◆ **Prompt**
Print the listing below from its opening line through the line holding "medical history, fitness", both ends included.

----- Dataset content

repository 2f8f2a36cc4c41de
//! Plan-generation prompt rendering.
//!
//! Builds the request text handed to the plan generator. The layout section
//! asks for exactly the markdown structure [`crate::parser`] understands.

use crate::UserProfile;

/// Medical history placeholder when the profile reports none
pub const NO_MEDICAL_HISTORY: &str = "No specific conditions reported.";

/// Render the plan-generation prompt for a profile
pub fn render_plan_prompt(profile: &UserProfile) -> String {
    let medical_history = profile.medical_history_text().unwrap_or(NO_MEDICAL_HISTORY);

    format!(
        "You are an AI personal trainer who generates workout plans based on a user's \
medical history, fitness level, and workout history.

The user's information is as follows:
Age: {age}
Sex: {sex}
Height: {height} cm
Weight: {weight} kg
Medical History: {medical}
Fitness Level: {level}
Workout History: {history}

Generate a workout plan that is safe and achievable for the user, taking into account \
their medical history and fitness level. Pay particular attention to the medical history \
and ensure that the workout plan does not include any exercises that could be harmful \
to the user.

The workout plan MUST be in markdown format. Include a variety of exercises targeting \
different muscle groups. For each exercise, specify the number of sets, repetitions, \
and rest time.

Use this layout:
# <plan title>
## Day 1: <focus of the day>
### <exercise name>
- Sets: <number of sets>
- Reps: <repetitions or duration>
- Rest: <rest time>
- Tips: <one short coaching cue>
",
        age = profile.age,
        sex = profile.sex,
        height = profile.height_cm,
        weight = profile.weight_kg,
        medical = medical_history,
        level = profile.fitness_level,
        history = profile.workout_history.trim(),
    )
}
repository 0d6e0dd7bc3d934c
use std::fmt;

use axum::{
    http::StatusCode,
    response::{IntoResponse, Response},
    Json,
};
use serde_json::json;

/// Request-level errors surfaced over HTTP
///
/// The resolve operations never produce these; only request validation does.
#[derive(thiserror::Error, Debug)]
pub enum AppError {
    #[error("Invalid input: {0}")]
    InvalidInput(String),
}

impl IntoResponse for AppError {
    fn into_response(self) -> Response {
        let (status, message) = match self {
            AppError::InvalidInput(msg) => (StatusCode::BAD_REQUEST, msg),
        };

        let body = Json(json!({
            "error": message
        }));

        (status, body).into_response()
    }
}

pub type AppResult<T> = Result<T, AppError>;

/// Which offline table a lookup or load refers to
#[derive(Debug, Clone, Copy, PartialEq, Eq)]
pub enum TableKind {
    Personal,
    Default,
}

impl fmt::Display for TableKind {
    fn fmt(&self, f: &mut fmt::Formatter<'_>) -> fmt::Result {
        match self {
            TableKind::Personal => write!(f, "personal"),
            TableKind::Default => write!(f, "default"),
        }
    }
}

/// Unexpected failure of an offline lookup
///
/// A user missing from the personal table is not one of these: that case
/// falls back to the default list.
#[derive(thiserror::Error, Debug, Clone, PartialEq, Eq)]
pub enum LookupError {
    #[error("{0} recommendations table is not loaded")]
    TableNotLoaded(TableKind),
}

/// External collaborator consulted by the online branch
#[derive(Debug, Clone, Copy, PartialEq, Eq)]
pub enum Collaborator {
    Events,
    Features,
}

impl fmt::Display for Collaborator {
    fn fmt(&self, f: &mut fmt::Formatter<'_>) -> fmt::Result {
        match self {
            Collaborator::Events => write!(f, "events"),
            Collaborator::Features => write!(f, "features"),
        }
    }
}

/// Failure of a single collaborator call
#[derive(thiserror::Error, Debug, Clone, PartialEq, Eq)]
pub enum UpstreamError {
    #[error("{collaborator} store returned status {status}")]
    Status { collaborator: Collaborator, status: u16 },

    #[error("{collaborator} store timed out")]
    Timeout { collaborator: Collaborator },

    #[error("{collaborator} store request failed: {message}")]
    Transport {
        collaborator: Collaborator,
        message: String,
    },

    #[error("{collaborator} store response could not be decoded: {message}")]
    Decode {
        collaborator: Collaborator,
        message: String,
    },
}

impl UpstreamError {
    pub fn collaborator(&self) -> Collaborator {
        match self {
            UpstreamError::Status { collaborator, .. }
            | UpstreamError::Timeout { collaborator }
            | UpstreamError::Transport { collaborator, .. }
            | UpstreamError::Decode { collaborator, .. } => *collaborator,
        }
    }

    /// Classifies a reqwest failure for the given collaborator
    pub fn from_reqwest(collaborator: Collaborator, err: reqwest::Error) -> Self {
        if err.is_timeout() {
            UpstreamError::Timeout { collaborator }
        } else if err.is_decode() {
            UpstreamError::Decode {
                collaborator,
                message: err.to_string(),
            }
        } else if let Some(status) = err.status() {
            UpstreamError::Status {
                collaborator,
                status: status.as_u16(),
            }
        } else {
            UpstreamError::Transport {
                collaborator,
                message: err.to_string(),
            }
        }
    }
}

/// Startup-time failures while reading tabular inputs
#[derive(thiserror::Error, Debug)]
pub enum DataLoadError {
    #[error("I/O error reading {path}: {source}")]
    Io {
        path: String,
        #[source]
        source: std::io::Error,
    },

    #[error("CSV error: {0}")]
    Csv(#[from] csv::Error),
}
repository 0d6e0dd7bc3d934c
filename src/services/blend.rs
use crate::{models::TrackId, services::dedup::dedup_ids};

/// Blends online and offline recommendations into one list of at most `k` tracks
///
/// Positions are interleaved pairwise with the online track first, then the
/// longer list's tail is appended. Duplicates keep their first position.
pub fn blend(online: &[TrackId], offline: &[TrackId], k: usize) -> Vec<TrackId> {
    let paired = online.len().min(offline.len());

    let mut merged = Vec::with_capacity(online.len() + offline.len());
    for (on, off) in online.iter().zip(offline.iter()) {
        merged.push(*on);
        merged.push(*off);
    }
    merged.extend_from_slice(&online[paired..]);
    merged.extend_from_slice(&offline[paired..]);

    let mut blended = dedup_ids(merged);
    blended.truncate(k);
    blended
}
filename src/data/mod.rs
//! Tabular inputs for the offline tables.
//!
//! Both tables are CSV files with a header row:
//! - personal: `user_id,track_id,score`, grouped by user, best first
//! - default: `track_id,rank`
//!
//! Extra columns are ignored. Row order is preserved exactly as read.

use std::fs::File;
use std::io::Read;
use std::path::Path;

use serde::de::DeserializeOwned;

use crate::{
    error::DataLoadError,
    models::{DefaultRecord, PersonalRecord},
    services::offline::{OfflineStore, TableSource},
};

/// Builds the offline store from whichever table files are configured
///
/// A table without a path is left unloaded and is reported by
/// [`OfflineStore::validate`]. Unreadable or malformed files are errors.
pub fn load_offline_store(
    personal: Option<&Path>,
    default: Option<&Path>,
) -> Result<OfflineStore, DataLoadError> {
    let mut store = OfflineStore::new();

    match personal {
        Some(path) => {
            store.load(TableSource::Personal(read_personal(path)?));
        }
        None => tracing::warn!(table = "personal", "No path configured, table not loaded"),
    }
    match default {
        Some(path) => {
            store.load(TableSource::Default(read_default(path)?));
        }
        None => tracing::warn!(table = "default", "No path configured, table not loaded"),
    }

    Ok(store)
}

pub fn read_personal(path: &Path) -> Result<Vec<PersonalRecord>, DataLoadError> {
    read_personal_from(open(path)?)
}

pub fn read_default(path: &Path) -> Result<Vec<DefaultRecord>, DataLoadError> {
    read_default_from(open(path)?)
}

pub fn read_personal_from<R: Read>(reader: R) -> Result<Vec<PersonalRecord>, DataLoadError> {
    read_records(reader)
}

pub fn read_default_from<R: Read>(reader: R) -> Result<Vec<DefaultRecord>, DataLoadError> {
    read_records(reader)
}

fn open(path: &Path) -> Result<File, DataLoadError> {
    File::open(path).map_err(|source| DataLoadError::Io {
        path: path.display().to_string(),
        source,
    })
}

fn read_records<R: Read, T: DeserializeOwned>(reader: R) -> Result<Vec<T>, DataLoadError> {
    let mut reader = csv::ReaderBuilder::new()
        .trim(csv::Trim::All)
        .from_reader(reader);

    let records = reader
        .deserialize()
        .collect::<Result<Vec<T>, csv::Error>>()?;

    Ok(records)
}
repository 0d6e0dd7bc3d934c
use serde::{Deserialize, Serialize};

/// Opaque user identifier
pub type UserId = i64;

/// Opaque track identifier, the unit of recommendation
pub type TrackId = i64;

/// A candidate track with the similarity score it was found with
#[derive(Debug, Clone, Copy, PartialEq)]
pub struct ScoredCandidate {
    pub track_id: TrackId,
    pub score: f64,
}

impl ScoredCandidate {
    pub fn new(track_id: TrackId, score: f64) -> Self {
        Self { track_id, score }
    }
}

// ============================================================================
// Offline tables
// ============================================================================

/// One row of the personal recommendations table
#[derive(Debug, Clone, PartialEq, Deserialize)]
pub struct PersonalRecord {
    pub user_id: UserId,
    pub track_id: TrackId,
    pub score: f64,
}

/// One row of the default (top tracks) table
#[derive(Debug, Clone, PartialEq, Deserialize)]
pub struct DefaultRecord {
    pub track_id: TrackId,
    pub rank: i64,
}

// ============================================================================
// Collaborator wire types
// ============================================================================

/// Events store response: most recent track ids, newest first
#[derive(Debug, Clone, Deserialize)]
pub struct EventsResponse {
    #[serde(default)]
    pub events: Vec<TrackId>,
}

/// Features store response for `/similar_items`, column oriented
#[derive(Debug, Clone, Deserialize)]
pub struct SimilarItemsResponse {
    #[serde(default)]
    pub track_id_2: Vec<TrackId>,
    #[serde(default)]
    pub score: Vec<f64>,
}

impl SimilarItemsResponse {
    /// Zips the columns into candidates, keeping collaborator order
    ///
    /// A trailing entry without a counterpart in the other column is ignored.
    pub fn into_candidates(self) -> Vec<ScoredCandidate> {
        self.track_id_2
            .into_iter()
            .zip(self.score)
            .map(|(track_id, score)| ScoredCandidate::new(track_id, score))
            .collect()
    }
}

// ============================================================================
// API types
// ============================================================================

/// Response body of every recommendations endpoint
#[derive(Debug, Clone, PartialEq, Serialize, Deserialize)]
pub struct RecsResponse {
    pub recs: Vec<TrackId>,
}
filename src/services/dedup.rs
use std::collections::HashSet;
use std::hash::Hash;

/// Removes repeated identifiers, keeping the first occurrence of each
///
/// Surviving elements keep their relative order.
pub fn dedup_ids<T>(ids: impl IntoIterator<Item = T>) -> Vec<T>
where
    T: Eq + Hash + Copy,
{
    let mut seen = HashSet::new();
    ids.into_iter().filter(|id| seen.insert(*id)).collect()
}

#[cfg(test)]
mod tests {
    use super::*;

    #[test]
    fn test_keeps_first_occurrence() {
        assert_eq!(dedup_ids(vec![3, 1, 3, 2, 1]), vec![3, 1, 2]);
    }

    #[test]
    fn test_empty_input() {
        assert!(dedup_ids(Vec::<i64>::new()).is_empty());
    }

    #[test]
    fn test_idempotent() {
        let samples: Vec<Vec<i64>> = vec![
            vec![],
            vec![1],
            vec![5, 5, 5],
            vec![1, 2, 3],
            vec![9, 8, 9, 7, 8, 6, 9],
        ];

        for sample in samples {
            let once = dedup_ids(sample.clone());
            assert_eq!(dedup_ids(once.clone()), once);
        }
    }

    #[test]
    fn test_output_has_same_distinct_elements() {
        let input = vec![4, 2, 4, 8, 2, 1];
        let output = dedup_ids(input.clone());

        let input_set: HashSet<_> = input.into_iter().collect();
        let output_set: HashSet<_> = output.iter().copied().collect();

        assert_eq!(input_set, output_set);
        assert_eq!(output.len(), output_set.len());
    }
}
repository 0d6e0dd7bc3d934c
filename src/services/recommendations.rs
use std::sync::Arc;
use std::time::Duration;

use crate::{
    models::{TrackId, UserId},
    services::{
        blend::blend,
        offline::{OfflineStore, UsageStats},
        online::{OnlineAggregator, OnlineRecs},
    },
};

/// Resolves offline, online and blended recommendations
///
/// Constructed once at startup and shared by request handlers. None of the
/// resolve operations fail: every upstream or lookup problem degrades to an
/// empty or partial list.
#[derive(Clone)]
pub struct RecommendationService {
    offline: Arc<OfflineStore>,
    online: OnlineAggregator,
    online_timeout: Duration,
}

impl RecommendationService {
    pub fn new(offline: Arc<OfflineStore>, online: OnlineAggregator, online_timeout: Duration) -> Self {
        Self {
            offline,
            online,
            online_timeout,
        }
    }

    pub fn resolve_offline(&self, user_id: UserId, k: usize) -> Vec<TrackId> {
        self.offline.get(user_id, k)
    }

    pub async fn resolve_online(&self, user_id: UserId, k: usize) -> Vec<TrackId> {
        self.online.aggregate(user_id, k).await
    }

    /// Interleaves online and offline recommendations, online first
    ///
    /// Waits for both branches. The online branch is bounded by the configured
    /// timeout and counts as empty when it runs past it.
    pub async fn resolve_blended(&self, user_id: UserId, k: usize) -> Vec<TrackId> {
        let (offline, online) = tokio::join!(
            async { self.resolve_offline(user_id, k) },
            self.bounded_online(user_id, k)
        );

        let blended = blend(&online.tracks, &offline, k);

        tracing::info!(
            user_id,
            k,
            online = online.tracks.len(),
            offline = offline.len(),
            blended = blended.len(),
            degraded = !online.degradations.is_empty(),
            "Blended recommendations resolved"
        );

        blended
    }

    pub fn stats(&self) -> UsageStats {
        self.offline.stats()
    }

    async fn bounded_online(&self, user_id: UserId, k: usize) -> OnlineRecs {
        match tokio::time::timeout(self.online_timeout, self.online.resolve(user_id, k)).await {
            Ok(recs) => recs,
            Err(_) => {
                tracing::error!(
                    user_id,
                    branch = "online",
                    timeout_ms = self.online_timeout.as_millis() as u64,
                    "Online recommendations timed out"
                );
                OnlineRecs::timed_out()
            }
        }
    }
}

#[cfg(test)]
mod tests {
    use super::*;
    use crate::{
        error::{Collaborator, UpstreamError},
        models::{DefaultRecord, PersonalRecord, ScoredCandidate},
        services::{
            offline::TableSource,
            providers::{FeaturesProvider, MockEventsProvider, MockFeaturesProvider},
        },
    };

    fn offline_store() -> Arc<OfflineStore> {
        let mut store = OfflineStore::new();
        store.load(TableSource::Personal(
            [10, 11, 12]
                .into_iter()
                .map(|track_id| PersonalRecord {
                    user_id: 1,
                    track_id,
                    score: 1.0,
                })
                .collect(),
        ));
        store.load(TableSource::Default(vec![
            DefaultRecord { track_id: 90, rank: 1 },
            DefaultRecord { track_id: 91, rank: 2 },
        ]));
        Arc::new(store)
    }

    fn service(events: MockEventsProvider, features: Arc<dyn FeaturesProvider>) -> RecommendationService {
        let online = OnlineAggregator::new(Arc::new(events), features, 3, Duration::from_secs(1));
        RecommendationService::new(offline_store(), online, Duration::from_millis(200))
    }

    fn events_ok(events: Vec<TrackId>) -> MockEventsProvider {
        let mut mock = MockEventsProvider::new();
        mock.expect_recent_events()
            .returning(move |_, _| Ok(events.clone()));
        mock
    }

    fn features_ok(pairs: Vec<(TrackId, f64)>) -> Arc<dyn FeaturesProvider> {
        let mut mock = MockFeaturesProvider::new();
        mock.expect_similar_items().returning(move |_, _| {
            Ok(pairs
                .iter()
                .map(|&(track_id, score)| ScoredCandidate::new(track_id, score))
                .collect())
        });
        Arc::new(mock)
    }

    #[tokio::test]
    async fn test_blended_interleaves_online_first() {
        let svc = service(events_ok(vec![5]), features_ok(vec![(20, 0.9), (21, 0.8), (11, 0.7)]));

        // online [20, 21, 11], offline [10, 11, 12]
        assert_eq!(svc.resolve_blended(1, 10).await, vec![20, 10, 21, 11, 12]);
        assert_eq!(svc.stats().request_personal_count, 1);
    }

    #[tokio::test]
    async fn test_blended_truncates_to_k() {
        let svc = service(events_ok(vec![5]), features_ok(vec![(20, 0.9), (21, 0.8)]));
        assert_eq!(svc.resolve_blended(1, 3).await, vec![20, 10, 21]);
    }

    #[tokio::test]
    async fn test_blended_falls_back_to_offline_when_events_fail() {
        let mut events = MockEventsProvider::new();
        events.expect_recent_events().returning(|_, _| {
            Err(UpstreamError::Status {
                collaborator: Collaborator::Events,
                status: 502,
            })
        });
        let svc = service(events, features_ok(vec![(20, 0.9)]));

        assert!(svc.resolve_online(42, 5).await.is_empty());
        assert_eq!(svc.resolve_blended(42, 5).await, vec![90, 91]);
        assert_eq!(svc.stats().request_default_count, 1);
    }

    /// Never answers within any reasonable bound
    struct StalledFeatures;

    #[async_trait::async_trait]
    impl FeaturesProvider for StalledFeatures {
        async fn similar_items(
            &self,
            _track_id: TrackId,
            _k: usize,
        ) -> Result<Vec<ScoredCandidate>, UpstreamError> {
            tokio::time::sleep(Duration::from_secs(30)).await;
            Ok(Vec::new())
        }
    }

    #[tokio::test]
    async fn test_online_timeout_does_not_block_blend() {
        let events = events_ok(vec![5]);
        let online = OnlineAggregator::new(
            Arc::new(events),
            Arc::new(StalledFeatures),
            3,
            Duration::from_secs(60),
        );
        let svc = RecommendationService::new(offline_store(), online, Duration::from_millis(50));

        let started = std::time::Instant::now();
        let blended = svc.resolve_blended(1, 10).await;

        assert_eq!(blended, vec![10, 11, 12]);
        assert!(started.elapsed() < Duration::from_secs(5));
    }

    #[tokio::test]
    async fn test_resolve_offline_for_unknown_user_uses_default() {
        let svc = service(events_ok(vec![]), features_ok(vec![]));

        assert_eq!(svc.resolve_offline(777, 1), vec![90]);
        let stats = svc.stats();
        assert_eq!(stats.request_default_count, 1);
        assert_eq!(stats.request_personal_count, 0);
    }
}
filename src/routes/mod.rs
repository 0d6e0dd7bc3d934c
use std::sync::Arc;

use axum::{
    http::StatusCode,
    middleware,
    routing::{get, post},
    Json, Router,
};
use serde_json::{json, Value};
use tower::ServiceBuilder;
use tower_http::trace::TraceLayer;

use crate::{
    middleware::request_id::{make_recs_span, request_id_middleware},
    services::RecommendationService,
};

pub mod recommendations;

/// Shared state handed to every handler
pub struct AppState {
    pub recommendations: RecommendationService,
    /// `k` used when a request does not specify one
    pub default_k: usize,
}

/// Creates the application router with all routes
pub fn create_router(state: Arc<AppState>) -> Router {
    Router::new()
        .route("/health", get(health_check))
        .route("/stats", get(recommendations::stats))
        .route("/recommendations_offline", post(recommendations::offline))
        .route("/recommendations_online", post(recommendations::online))
        .route("/recommendations", post(recommendations::blended))
        .with_state(state)
        .layer(
            ServiceBuilder::new()
                .layer(middleware::from_fn(request_id_middleware))
                .layer(TraceLayer::new_for_http().make_span_with(make_recs_span)),
        )
}

/// Health check endpoint
async fn health_check() -> (StatusCode, Json<Value>) {
    (StatusCode::OK, Json(json!({ "status": "healthy" })))
}
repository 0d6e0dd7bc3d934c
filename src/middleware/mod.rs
pub mod request_id;
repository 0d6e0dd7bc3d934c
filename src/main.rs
use std::path::Path;
use std::sync::Arc;

use anyhow::Context;
use tracing_subscriber::EnvFilter;

use track_recs::{
    config::Config,
    data,
    routes::{create_router, AppState},
    services::{
        providers::{EventsStoreClient, FeaturesStoreClient},
        OnlineAggregator, RecommendationService,
    },
};

#[tokio::main]
async fn main() -> anyhow::Result<()> {
    tracing_subscriber::fmt()
        .with_env_filter(
            EnvFilter::try_from_default_env()
                .unwrap_or_else(|_| EnvFilter::new("info,track_recs=debug")),
        )
        .init();

    let config = Config::from_env()?;
    tracing::info!("Starting");

    let offline = data::load_offline_store(
        config.personal_recs_path.as_deref().map(Path::new),
        config.default_recs_path.as_deref().map(Path::new),
    )
    .context("Failed to load offline recommendations")?;
    if let Err(e) = offline.validate() {
        tracing::warn!(error = %e, "Offline store incomplete, affected lookups will be empty");
    }

    let http_client = reqwest::Client::new();
    let events = EventsStoreClient::new(
        http_client.clone(),
        config.events_store_url.clone(),
        config.upstream_timeout(),
    );
    let features = FeaturesStoreClient::new(
        http_client,
        config.features_store_url.clone(),
        config.upstream_timeout(),
    );
    let online = OnlineAggregator::new(
        Arc::new(events),
        Arc::new(features),
        config.recent_events_limit,
        config.upstream_timeout(),
    );

    let state = Arc::new(AppState {
        recommendations: RecommendationService::new(Arc::new(offline), online, config.online_timeout()),
        default_k: config.default_k,
    });
    let app = create_router(state.clone());

    let addr = format!("{}:{}", config.host, config.port);
    let listener = tokio::net::TcpListener::bind(&addr)
        .await
        .with_context(|| format!("Failed to bind {}", addr))?;
    tracing::info!(addr = %addr, "Server running");

    axum::serve(listener, app)
        .with_graceful_shutdown(shutdown_signal())
        .await?;

    state.recommendations.stats();
    tracing::info!("Stopping");

    Ok(())
}

async fn shutdown_signal() {
    if let Err(e) = tokio::signal::ctrl_c().await {
        tracing::error!(error = %e, "Failed to listen for shutdown signal");
    }
}
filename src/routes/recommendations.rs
use std::sync::Arc;

use axum::{
    extract::{Query, State},
    Json,
};
use serde::Deserialize;

use crate::{
    error::{AppError, AppResult},
    models::{RecsResponse, UserId},
    routes::AppState,
    services::offline::UsageStats,
};

#[derive(Debug, Deserialize)]
pub struct RecsQuery {
    pub user_id: UserId,
    pub k: Option<usize>,
}

impl RecsQuery {
    fn k_or(&self, default_k: usize) -> AppResult<usize> {
        match self.k.unwrap_or(default_k) {
            0 => Err(AppError::InvalidInput("k must be at least 1".to_string())),
            k => Ok(k),
        }
    }
}

/// Offline recommendations: personal list or the default top tracks
pub async fn offline(
    State(state): State<Arc<AppState>>,
    Query(query): Query<RecsQuery>,
) -> AppResult<Json<RecsResponse>> {
    let k = query.k_or(state.default_k)?;
    let recs = state.recommendations.resolve_offline(query.user_id, k);

    tracing::info!(count = recs.len(), "Recommendations served");

    Ok(Json(RecsResponse { recs }))
}

/// Online recommendations from recent events and similar items
pub async fn online(
    State(state): State<Arc<AppState>>,
    Query(query): Query<RecsQuery>,
) -> AppResult<Json<RecsResponse>> {
    let k = query.k_or(state.default_k)?;
    let recs = state.recommendations.resolve_online(query.user_id, k).await;

    tracing::info!(count = recs.len(), "Recommendations served");

    Ok(Json(RecsResponse { recs }))
}

/// Blended recommendations: online and offline interleaved
pub async fn blended(
    State(state): State<Arc<AppState>>,
    Query(query): Query<RecsQuery>,
) -> AppResult<Json<RecsResponse>> {
    let k = query.k_or(state.default_k)?;
    let recs = state.recommendations.resolve_blended(query.user_id, k).await;

    tracing::info!(count = recs.len(), "Recommendations served");

    Ok(Json(RecsResponse { recs }))
}

/// Offline table usage counters
pub async fn stats(State(state): State<Arc<AppState>>) -> Json<UsageStats> {
    Json(state.recommendations.stats())
}
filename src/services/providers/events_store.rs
/// HTTP client for the events store
///
/// `POST {base}/get?user_id=..&k=..` answers `{"events": [track_id, ...]}`.
use std::time::Duration;

use reqwest::Client as HttpClient;

use crate::{
    error::{Collaborator, UpstreamError},
    models::{EventsResponse, TrackId, UserId},
    services::providers::EventsProvider,
};

const COLLABORATOR: Collaborator = Collaborator::Events;

#[derive(Clone)]
pub struct EventsStoreClient {
    http_client: HttpClient,
    api_url: String,
    timeout: Duration,
}

impl EventsStoreClient {
    pub fn new(http_client: HttpClient, api_url: String, timeout: Duration) -> Self {
        Self {
            http_client,
            api_url,
            timeout,
        }
    }
}

#[async_trait::async_trait]
impl EventsProvider for EventsStoreClient {
    async fn recent_events(&self, user_id: UserId, n: usize) -> Result<Vec<TrackId>, UpstreamError> {
        let url = format!("{}/get", self.api_url);
        let response = self
            .http_client
            .post(&url)
            .timeout(self.timeout)
            .query(&[("user_id", user_id.to_string()), ("k", n.to_string())])
            .send()
            .await
            .map_err(|e| UpstreamError::from_reqwest(COLLABORATOR, e))?;

        if !response.status().is_success() {
            return Err(UpstreamError::Status {
                collaborator: COLLABORATOR,
                status: response.status().as_u16(),
            });
        }

        let body: EventsResponse = response
            .json()
            .await
            .map_err(|e| UpstreamError::from_reqwest(COLLABORATOR, e))?;

        tracing::debug!(
            user_id,
            events = body.events.len(),
            collaborator = %COLLABORATOR,
            "Recent events fetched"
        );

        Ok(body.events)
    }
}
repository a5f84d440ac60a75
//! Interrupt-safe shared access to a controller.
//!
//! The button interrupt and the timer interrupt both mutate the same
//! controller. [`SharedController`] keeps it behind one
//! `critical_section::Mutex`, so every transition (clock read, gate check,
//! latch and deadline writes, LED writes) runs with interrupts masked and
//! neither handler can observe a half-applied update from the other.

use core::cell::RefCell;
use critical_section::Mutex;

use crate::controller::{ControllerState, DrainController, PressOutcome, TickOutcome};
use crate::led::LedBank;
use crate::time::{TimeInstant, TimeSource};

/// A controller slot that can live in a `static`.
///
/// The slot starts empty so it can be declared before the hardware exists;
/// call [`install`](Self::install) once initialization is done. Handlers that
/// fire before that are no-ops and return `None`.
///
/// ```rust,ignore
/// static CONTROLLER: SharedController<Controller> = SharedController::new();
///
/// #[interrupt]
/// fn IO_IRQ_BANK0() {
///     CONTROLLER.button_edge();
/// }
/// ```
pub struct SharedController<C> {
    inner: Mutex<RefCell<Option<C>>>,
}

impl<C> SharedController<C> {
    /// Creates an empty slot.
    pub const fn new() -> Self {
        Self {
            inner: Mutex::new(RefCell::new(None)),
        }
    }

    /// Places `controller` in the slot, returning any previous one.
    pub fn install(&self, controller: C) -> Option<C> {
        critical_section::with(|cs| self.inner.borrow_ref_mut(cs).replace(controller))
    }

    /// Removes the controller from the slot.
    pub fn take(&self) -> Option<C> {
        critical_section::with(|cs| self.inner.borrow_ref_mut(cs).take())
    }

    /// Returns true once a controller has been installed.
    pub fn is_installed(&self) -> bool {
        critical_section::with(|cs| self.inner.borrow_ref(cs).is_some())
    }

    /// Runs `f` on the controller inside a critical section.
    ///
    /// Keep `f` short; interrupts stay masked for its whole duration.
    pub fn with<R>(&self, f: impl FnOnce(&mut C) -> R) -> Option<R> {
        critical_section::with(|cs| self.inner.borrow_ref_mut(cs).as_mut().map(f))
    }
}

impl<C> Default for SharedController<C> {
    fn default() -> Self {
        Self::new()
    }
}

impl<I, L, T> SharedController<DrainController<I, L, T>>
where
    I: TimeInstant,
    L: LedBank,
    T: TimeSource<I>,
{
    /// Button-edge handler entry point.
    pub fn button_edge(&self) -> Option<PressOutcome> {
        self.with(|controller| controller.on_button_edge())
    }

    /// Periodic tick entry point.
    pub fn tick(&self) -> Option<TickOutcome<I::Duration>> {
        self.with(|controller| controller.on_tick())
    }

    /// Snapshot of the installed controller.
    pub fn state(&self) -> Option<ControllerState<I>> {
        self.with(|controller| controller.state())
    }
}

----------

◆ **Result of the exercise**
repository 2f8f2a36cc4c41de
//! Plan-generation prompt rendering.
//!
//! Builds the request text handed to the plan generator. The layout section
//! asks for exactly the markdown structure [`crate::parser`] understands.

use crate::UserProfile;

/// Medical history placeholder when the profile reports none
pub const NO_MEDICAL_HISTORY: &str = "No specific conditions reported.";

/// Render the plan-generation prompt for a profile
pub fn render_plan_prompt(profile: &UserProfile) -> String {
    let medical_history = profile.medical_history_text().unwrap_or(NO_MEDICAL_HISTORY);

    format!(
        "You are an AI personal trainer who generates workout plans based on a user's \
medical history, fitness level, and workout history.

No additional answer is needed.